The exact estimation of crop evapotranspiration containing reference or potential evapotranspiration is necessary for decision of crop water requirements. This study was carried out for the evaluation and application of various meteorological elements used for the calculation of reference evapotranspiration (RET) by FAO Penman-Monteith (PM) model. Meteorological elements including temperature, net radiation, soil heat flux, albedo, relative humidity, wind speed measured by meteorological instruments are required for RET calculation by FAO PM model.
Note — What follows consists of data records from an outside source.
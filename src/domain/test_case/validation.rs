//! Structural validation for generated test case sets.
//!
//! Validation is total: either every case satisfies all field constraints
//! or the whole set is rejected. Out-of-range values are never silently
//! truncated.

use thiserror::Error;

use super::{TestCase, TestCaseSet};

pub const TITLE_CHARS: std::ops::RangeInclusive<usize> = 5..=200;
pub const PRECONDITIONS_CHARS: std::ops::RangeInclusive<usize> = 5..=200;
pub const EXPECTED_RESULT_CHARS: std::ops::RangeInclusive<usize> = 10..=200;
pub const STEP_COUNT: std::ops::RangeInclusive<usize> = 2..=4;

/// Validation errors for generated test case sets
#[derive(Debug, Clone, Error, PartialEq)]
pub enum TestCaseValidationError {
    #[error("test_cases must contain at least one test case")]
    EmptySet,

    #[error("test case {index}: title must be 5-200 characters, got {chars}")]
    TitleLength { index: usize, chars: usize },

    #[error("test case {index}: preconditions must be 5-200 characters, got {chars}")]
    PreconditionsLength { index: usize, chars: usize },

    #[error("test case {index}: steps must contain 2-4 entries, got {count}")]
    StepCount { index: usize, count: usize },

    #[error("test case {index}: step {step} must not be blank")]
    BlankStep { index: usize, step: usize },

    #[error("test case {index}: expected_result must be 10-200 characters, got {chars}")]
    ExpectedResultLength { index: usize, chars: usize },
}

/// Validate a whole set against the schema bounds
pub fn validate_set(set: &TestCaseSet) -> Result<(), TestCaseValidationError> {
    if set.test_cases.is_empty() {
        return Err(TestCaseValidationError::EmptySet);
    }

    for (index, case) in set.test_cases.iter().enumerate() {
        validate_case(index, case)?;
    }

    Ok(())
}

fn validate_case(index: usize, case: &TestCase) -> Result<(), TestCaseValidationError> {
    let title_chars = case.title.chars().count();
    if !TITLE_CHARS.contains(&title_chars) {
        return Err(TestCaseValidationError::TitleLength {
            index,
            chars: title_chars,
        });
    }

    let preconditions_chars = case.preconditions.chars().count();
    if !PRECONDITIONS_CHARS.contains(&preconditions_chars) {
        return Err(TestCaseValidationError::PreconditionsLength {
            index,
            chars: preconditions_chars,
        });
    }

    if !STEP_COUNT.contains(&case.steps.len()) {
        return Err(TestCaseValidationError::StepCount {
            index,
            count: case.steps.len(),
        });
    }

    for (step, text) in case.steps.iter().enumerate() {
        if text.trim().is_empty() {
            return Err(TestCaseValidationError::BlankStep { index, step });
        }
    }

    let expected_chars = case.expected_result.chars().count();
    if !EXPECTED_RESULT_CHARS.contains(&expected_chars) {
        return Err(TestCaseValidationError::ExpectedResultLength {
            index,
            chars: expected_chars,
        });
    }

    Ok(())
}

#[cfg(test)]
mod tests {
    use super::*;

    fn valid_case() -> TestCase {
        TestCase {
            title: "Happy path login".to_string(),
            preconditions: "User has a verified account on the login page".to_string(),
            steps: vec![
                "Enter a valid email".to_string(),
                "Enter the correct password".to_string(),
                "Click the login button".to_string(),
            ],
            expected_result: "User is redirected to the dashboard".to_string(),
        }
    }

    fn set_of(cases: Vec<TestCase>) -> TestCaseSet {
        TestCaseSet { test_cases: cases }
    }

    #[test]
    fn test_valid_set() {
        assert!(validate_set(&set_of(vec![valid_case(), valid_case()])).is_ok());
    }

    #[test]
    fn test_empty_set_rejected() {
        assert_eq!(
            validate_set(&set_of(vec![])),
            Err(TestCaseValidationError::EmptySet)
        );
    }

    #[test]
    fn test_short_title_rejected() {
        let mut case = valid_case();
        case.title = "Shrt".to_string();
        assert_eq!(
            validate_set(&set_of(vec![case])),
            Err(TestCaseValidationError::TitleLength { index: 0, chars: 4 })
        );
    }

    #[test]
    fn test_boundary_lengths_accepted() {
        let mut case = valid_case();
        case.title = "x".repeat(5);
        case.preconditions = "y".repeat(200);
        case.expected_result = "z".repeat(10);
        assert!(validate_set(&set_of(vec![case])).is_ok());
    }

    #[test]
    fn test_overlong_expected_result_rejected() {
        let mut case = valid_case();
        case.expected_result = "z".repeat(201);
        assert!(matches!(
            validate_set(&set_of(vec![case])),
            Err(TestCaseValidationError::ExpectedResultLength { chars: 201, .. })
        ));
    }

    #[test]
    fn test_step_count_bounds() {
        let mut case = valid_case();
        case.steps = vec!["Only one step".to_string()];
        assert_eq!(
            validate_set(&set_of(vec![case.clone()])),
            Err(TestCaseValidationError::StepCount { index: 0, count: 1 })
        );

        case.steps = vec!["A step".to_string(); 5];
        assert_eq!(
            validate_set(&set_of(vec![case])),
            Err(TestCaseValidationError::StepCount { index: 0, count: 5 })
        );
    }

    #[test]
    fn test_blank_step_rejected() {
        let mut case = valid_case();
        case.steps = vec!["First step".to_string(), "   ".to_string()];
        assert_eq!(
            validate_set(&set_of(vec![case])),
            Err(TestCaseValidationError::BlankStep { index: 0, step: 1 })
        );
    }

    #[test]
    fn test_one_bad_case_rejects_whole_set() {
        let mut bad = valid_case();
        bad.preconditions = "P".to_string();
        assert!(validate_set(&set_of(vec![valid_case(), bad])).is_err());
    }

    #[test]
    fn test_multibyte_titles_counted_in_chars() {
        let mut case = valid_case();
        case.title = "ñandú".to_string();
        assert!(validate_set(&set_of(vec![case])).is_ok());
    }
}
The average of albedo measured for crop growing period was 0.20, ranging from 0.12 to 0.23, and was slightly lower than 0.23. Determinant coefficients by measured albedo and green grass albedo were 0.97, 0.95 and standard errors were 0.74, 0.80 respectively. Usefulness of deductive regression models was admitted. To assess an influence of soil heat flux (G) on FAO PM, RET with G=0 was compared with RETs using G at 5cm soil depth ($G_{5cm}$) and G at surface ($G_{0cm}$). As the results, RET estimated by G=0 was well agreed with RET calculated by measured G. Therefore, estimated net radiation, G=0 and albedo of green grass could be used for RET calculation by FAO PM.